Joseph Stiglitz makes the argument that inequality is holding back the economy:
The United States is in the midst of a vicious cycle of inequality and recession: Inequality prolongs the downturn, and the downturn exacerbates inequality. 
...The Great Recession has made inequality worse, which is likely to prolong the downturn. Those at the top spend a smaller fraction of their income than do those in the bottom and middle — who have to spend everything today just to get by. Redistribution from the bottom to the top of the kind that has been going on in the United States lowers total demand. And the weakness in the U.S. economy arises out of deficient aggregate demand.
First off, Stiglitz's contention that US economic ills stem from insufficient demand is not the established fact that he attempts to present it as, but for the sake of argument let us assume it is true. Second, and more importantly, there has been no redistribution of wealth from the bottom to the top. No one is worse off because the rich are better off. As the Congressional Budget Office notes (in a study labeled by lefty Jonathan Chait as "masterful"):

Right away, the thrust of Stiglitz's argument has been destroyed, as all groups have higher incomes than previously and thus have a greater rather than reduced ability to contribute to aggregate demand. 

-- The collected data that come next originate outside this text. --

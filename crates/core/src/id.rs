//! Strongly-typed identifiers used across the domain.
//!
//! Identifiers are never nil: "not yet assigned" is modelled as
//! `Option<Id>::None` on the entity, not as an empty UUID.

use serde::{Deserialize, Serialize};
use uuid::Uuid;

use crate::error::{ErrorKey, Rule};

/// Key reported when a nil UUID is offered as an identifier.
pub const ID_IS_DEFAULT_OR_EMPTY: ErrorKey = ErrorKey::new("Id", Rule::IsDefaultOrEmpty);

/// Identifier of an aggregate root.
#[derive(Debug, Copy, Clone, PartialEq, Eq, Hash, Serialize, Deserialize)]
#[serde(try_from = "Uuid", into = "Uuid")]
pub struct AggregateId(Uuid);

/// Generates a non-nil UUID newtype.
///
/// The type must be a single-field tuple struct over [`Uuid`] deriving
/// `Copy`, `Eq` and `Hash`; pair it with
/// `#[serde(try_from = "Uuid", into = "Uuid")]` so deserialization goes
/// through the nil check too.
#[macro_export]
macro_rules! impl_uuid_newtype {
    ($t:ty, $name:literal) => {
        impl $t {
            /// Create a new identifier.
            ///
            /// Uses UUIDv7 (time-ordered). Prefer passing IDs explicitly in tests
            /// for determinism.
            pub fn new() -> Self {
                Self($crate::__private::Uuid::now_v7())
            }

            /// Wrap an existing UUID, rejecting the nil value.
            pub fn try_from_uuid(
                uuid: $crate::__private::Uuid,
            ) -> ::core::result::Result<Self, $crate::ErrorKey> {
                if uuid.is_nil() {
                    Err($crate::id::ID_IS_DEFAULT_OR_EMPTY)
                } else {
                    Ok(Self(uuid))
                }
            }

            pub fn as_uuid(&self) -> &$crate::__private::Uuid {
                &self.0
            }
        }

        impl ::core::default::Default for $t {
            fn default() -> Self {
                Self::new()
            }
        }

        impl ::core::fmt::Display for $t {
            fn fmt(&self, f: &mut ::core::fmt::Formatter<'_>) -> ::core::fmt::Result {
                ::core::fmt::Display::fmt(&self.0, f)
            }
        }

        impl ::core::convert::TryFrom<$crate::__private::Uuid> for $t {
            type Error = $crate::ErrorKey;

            fn try_from(value: $crate::__private::Uuid) -> ::core::result::Result<Self, Self::Error> {
                Self::try_from_uuid(value)
            }
        }

        impl ::core::convert::From<$t> for $crate::__private::Uuid {
            fn from(value: $t) -> Self {
                value.0
            }
        }

        impl ::core::str::FromStr for $t {
            type Err = $crate::DomainError;

            fn from_str(s: &str) -> ::core::result::Result<Self, Self::Err> {
                let uuid = <$crate::__private::Uuid as ::core::str::FromStr>::from_str(s)
                    .map_err(|e| $crate::DomainError::invalid_id(format!("{}: {}", $name, e)))?;
                Self::try_from_uuid(uuid)
                    .map_err(|key| $crate::DomainError::invalid_id(format!("{}: {}", $name, key)))
            }
        }
    };
}

impl_uuid_newtype!(AggregateId, "AggregateId");

#[cfg(test)]
mod tests {
    use super::*;
    use crate::DomainError;
    use core::str::FromStr;

    #[test]
    fn new_ids_are_never_nil() {
        assert!(!AggregateId::new().as_uuid().is_nil());
    }

    #[test]
    fn nil_uuid_is_rejected() {
        assert_eq!(AggregateId::try_from_uuid(Uuid::nil()), Err(ID_IS_DEFAULT_OR_EMPTY));
        assert_eq!(ID_IS_DEFAULT_OR_EMPTY.to_string(), "IdIsDefaultOrEmpty");
    }

    #[test]
    fn parses_from_string() {
        let id = AggregateId::new();
        let parsed = AggregateId::from_str(&id.to_string()).unwrap();
        assert_eq!(parsed, id);
    }

    #[test]
    fn parsing_nil_or_garbage_fails_with_invalid_id() {
        let nil = AggregateId::from_str("00000000-0000-0000-0000-000000000000").unwrap_err();
        assert!(matches!(nil, DomainError::InvalidId(msg) if msg.contains("IdIsDefaultOrEmpty")));

        let garbage = AggregateId::from_str("not-a-uuid").unwrap_err();
        assert!(matches!(garbage, DomainError::InvalidId(msg) if msg.starts_with("AggregateId")));
    }

    #[test]
    fn deserializing_nil_fails() {
        let json = r#""00000000-0000-0000-0000-000000000000""#;
        assert!(serde_json::from_str::<AggregateId>(json).is_err());

        let id = AggregateId::new();
        let round = serde_json::from_str::<AggregateId>(&serde_json::to_string(&id).unwrap()).unwrap();
        assert_eq!(round, id);
    }
}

But let's also pause to consider the silliness and irrelevance of Stiglitz's note regarding the fraction of income spent by the bottom and middle. As he correctly points out, the reason such groups spend a higher fraction of their income than the rich is not necessarily that they are predisposed to spend more, but rather out of simple necessity. A household with an income of $50,000 will have to spend a much higher percentage of that just to pay for basics such as food and housing than one with an income of $1,000,000. 

What this means, however, is that even if money were redistributed from the top income bracket to those in the middle and bottom, it is not at all clear that this would do much for demand as the bottom and middle groups would no longer be required to spend a high fraction of their income just to get by. 

Lastly, with regard to the broader idea that inequality is bad for macroeconomic health, it's worth noting the introduction of this 2008 report from the OECD:
Inequality of incomes was higher in most OECD countries in the mid-2000s than in the mid-1980s. Only a few bucked the trend: France, Greece and Spain moved towards greater equality of incomes over the past 20 years.
France, Greece and Spain, those paragons of economic vitality...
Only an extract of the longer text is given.